I stopped jumping rope to see if my heart rate would come down, but instead I became extremely dizzy. I gathered up my rope and phone and retreated into the house. The workout was over.

Inside, I lay on the floor stretching, cooling down, and trying to bring my heart rate under control. I was wearing an Apple Watch, which read a heart rate of 89—not high at all. I was confused, because I could feel my heart beating out of my chest. After about ten minutes, Aaron finished his run, and my heart was still raging. I knew I needed to tell him, though I really didn’t want to. This had happened before, and it had always resolved on its own. There was no need to alarm anyone.

To my dismay and tremendous disappointment, nothing changed. My heart thundered on, and I began to feel nauseous and increasingly dizzy. My son, Brighton, brought me a sports drink, and Aaron brought me a banana, thinking I might be dehydrated or have low blood sugar.

I attempted to shower, clinging to the walls and countertop as I made my way into the bathroom. Stars filled my vision, and my breath felt shallow and weak. In the shower, I raised my arms to wash my hair, only to collapse onto the floor as my vision went dark.

Up to that point, I had felt relatively calm. As I said, this had happened before, and I’d been fine. But now it felt different. Sitting collapsed on the shower floor, the thought crossed my mind: This is how I die.

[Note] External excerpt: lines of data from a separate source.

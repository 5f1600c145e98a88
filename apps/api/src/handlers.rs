pub mod announcements;
pub mod companies;
pub mod health;
pub mod invites;
pub mod personnel;
pub mod profiles;
pub mod reports;
pub mod tasks;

Aaron came into the bathroom and found me collapsed on the shower floor. He instantly dropped to his knees beside me. Panicked but focused, knowing exactly what he needed to do, Aaron quickly gave me a priesthood blessing before helping me out of the shower. Back in the bedroom, he tenderly helped me dress as I lay on the floor, growing more nauseous with each passing minute.

Despite passing out and feeling so ill, I begged not to go to the hospital. Brighton, in his 22-year-old wisdom, offered to call an ambulance, reminding me that heart issues should be taken seriously—and that the “heartburn” I complained of was actually chest pain.

I’m ashamed now to admit that it took two hours for Aaron and Brighton to convince me to go to the emergency room. When I finally acquiesced, Aaron carried me to the car for the 25-minute drive to Logan Regional Hospital. I tried several times to convince him to turn around, insisting that I felt better. Luckily, Aaron is a smart and deeply concerned man.

He placed me in a wheelchair and guided me into the emergency department lobby. All the while, my watch still read my heart rate as 89 bpm. I could not understand what was happening. My heart was just thundering—that’s the only word that fits.

Within about 30 seconds, a nurse called me back to triage. I removed my top, put on a hospital gown, and crawled onto the bed as she quickly placed several leads on my chest to monitor my heart. I never saw the monitor, but within seconds the small room filled with two doctors, a physician assistant, and additional medical staff, who swiftly wheeled my bed into another room across the emergency department.

One of the doctors looked at me and said, “This isn’t SVT. This is ventricular tachycardia. Your heart is working much harder than we’d like. We’re going to need to perform a cardioversion.”

I understood every word he said. The gravity of the situation was not lost on me. Ventricular tachycardia, or VT, is a very dangerous arrhythmia that can quickly lead to cardiac arrest if not corrected through medication or cardioversion. He explained that they would normally try medication first, but with my heart rate—between 230 and 240 beats per minute—cardioversion was the safer option.

Through tears, I gave my consent.

IVs were placed in both arms. Electrodes were attached across my torso and legs. Oxygen was placed over my face. And before I knew it, I was drifting off as they prepared me for a sedated cardioversion.